Cost-safety: summarizer silently inherits a global env API key (bills metered API with no warning/opt-in)

[oscargicast]

Summary

The summarizer runs via the agent SDK, which inherits whatever API key is present in the environment. If a user has a provider API key exported globally in their shell (a setup many tools instruct), background summarization silently bills the metered API instead of the user's interactive (OAuth / subscription) auth — with no warning, no opt-in, and no spend cap. Combined with the retry loop in #103 / #96, this can produce large unexpected charges.

Why it's risky

• getApiEnv() passes the full process.env to the spawned subprocess, so a globally-exported API key is used automatically.
• The user never explicitly chose to bill the metered API for background work: interactive use stays on OAuth, but the background summarizer quietly switches to the env key.
• There is no first-run warning, no per-sync cap, and no way to say "only summarize on my interactive auth / a dedicated key."

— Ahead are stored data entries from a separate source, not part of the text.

//! Durable key-value backends.
//!
//! Stores speak to persistence through [`KvBackend`]: a string-keyed,
//! string-valued durable map. The shipped implementation is LMDB; an
//! in-memory variant backs tests and ephemeral runs.

use std::collections::HashMap;
use std::fs;
use std::path::Path;
use std::sync::Mutex;

use lmdb::{Database, DatabaseFlags, Environment, Transaction, WriteFlags};
use log::info;

use crate::config::MAP_SIZE;
use crate::error::{StoreError, StoreResult};

/// Durable string-keyed map every store is built on. Implementations are
/// shared behind `Arc`, so all methods take `&self`.
pub trait KvBackend: Send + Sync {
    /// Reads the value stored at `key`, if any.
    fn get(&self, key: &str) -> StoreResult<Option<String>>;

    /// Writes `value` at `key`, replacing any previous value.
    fn put(&self, key: &str, value: &str) -> StoreResult<()>;

    /// Removes `key`. Removing an absent key is a no-op.
    fn remove(&self, key: &str) -> StoreResult<()>;
}

/// LMDB-backed store: one environment, one unnamed database, one value per
/// collection key.
pub struct LmdbBackend {
    env: Environment,
    db: Database,
}

impl LmdbBackend {
    /// Opens (creating if needed) the environment at `path`, which must be a
    /// directory.
    pub fn open(path: &Path) -> StoreResult<Self> {
        fs::create_dir_all(path)
            .map_err(|e| StoreError::Backend(format!("create {}: {e}", path.display())))?;

        let env = Environment::new()
            .set_map_size(MAP_SIZE)
            .open(path)
            .map_err(|e| StoreError::Backend(format!("open {}: {e}", path.display())))?;
        let db = env
            .create_db(None, DatabaseFlags::empty())
            .map_err(|e| StoreError::Backend(format!("create database: {e}")))?;

        info!("Storage environment opened at {}", path.display());
        Ok(Self { env, db })
    }
}

impl KvBackend for LmdbBackend {
    fn get(&self, key: &str) -> StoreResult<Option<String>> {
        let txn = self
            .env
            .begin_ro_txn()
            .map_err(|e| StoreError::StorageRead(format!("begin read txn: {e}")))?;
        match txn.get(self.db, &key) {
            Ok(bytes) => {
                let value = std::str::from_utf8(bytes)
                    .map_err(|e| StoreError::StorageRead(format!("value at {key} is not UTF-8: {e}")))?
                    .to_owned();
                Ok(Some(value))
            }
            Err(lmdb::Error::NotFound) => Ok(None),
            Err(e) => Err(StoreError::StorageRead(format!("get {key}: {e}"))),
        }
    }

    fn put(&self, key: &str, value: &str) -> StoreResult<()> {
        let mut txn = self
            .env
            .begin_rw_txn()
            .map_err(|e| StoreError::StorageWrite(format!("begin write txn: {e}")))?;
        txn.put(self.db, &key, &value, WriteFlags::empty())
            .map_err(|e| StoreError::StorageWrite(format!("put {key}: {e}")))?;
        txn.commit()
            .map_err(|e| StoreError::StorageWrite(format!("commit {key}: {e}")))
    }

    fn remove(&self, key: &str) -> StoreResult<()> {
        let mut txn = self
            .env
            .begin_rw_txn()
            .map_err(|e| StoreError::StorageWrite(format!("begin write txn: {e}")))?;
        match txn.del(self.db, &key, None) {
            Ok(()) | Err(lmdb::Error::NotFound) => {}
            Err(e) => return Err(StoreError::StorageWrite(format!("del {key}: {e}"))),
        }
        txn.commit()
            .map_err(|e| StoreError::StorageWrite(format!("commit {key}: {e}")))
    }
}

/// HashMap-backed store for tests and ephemeral use. Nothing survives the
/// process.
#[derive(Default)]
pub struct MemoryBackend {
    entries: Mutex<HashMap<String, String>>,
}

impl MemoryBackend {
    pub fn new() -> Self {
        Self::default()
    }
}

impl KvBackend for MemoryBackend {
    fn get(&self, key: &str) -> StoreResult<Option<String>> {
        let entries = self.entries.lock().unwrap_or_else(|e| e.into_inner());
        Ok(entries.get(key).cloned())
    }

    fn put(&self, key: &str, value: &str) -> StoreResult<()> {
        let mut entries = self.entries.lock().unwrap_or_else(|e| e.into_inner());
        entries.insert(key.to_owned(), value.to_owned());
        Ok(())
    }

    fn remove(&self, key: &str) -> StoreResult<()> {
        let mut entries = self.entries.lock().unwrap_or_else(|e| e.into_inner());
        entries.remove(key);
        Ok(())
    }
}

#[cfg(test)]
mod tests {
    use super::*;

    #[test]
    fn memory_backend_round_trips() {
        let backend = MemoryBackend::new();
        assert_eq!(backend.get("k").unwrap(), None);

        backend.put("k", "v1").unwrap();
        assert_eq!(backend.get("k").unwrap().as_deref(), Some("v1"));

        backend.put("k", "v2").unwrap();
        assert_eq!(backend.get("k").unwrap().as_deref(), Some("v2"));

        backend.remove("k").unwrap();
        assert_eq!(backend.get("k").unwrap(), None);
    }

    #[test]
    fn memory_backend_remove_absent_key_is_noop() {
        let backend = MemoryBackend::new();
        backend.remove("missing").unwrap();
        backend.remove("missing").unwrap();
    }
}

Request — a guard / explicit opt-in

• At sync start, detect whether summarization would run on an inherited env API key, and warn loudly once (and/or require an explicit opt-in setting before billing the metered API).
• Prefer the user's interactive auth by default; only bill an API key when one is explicitly configured via the existing EPISODIC_MEMORY_API_* vars (a dedicated key the user opts into), instead of silently inheriting the global one.
• Optional: a per-sync call/spend cap as a backstop.

This makes the cost behavior explicit and prevents a globally-exported key from being billed without the user's knowledge.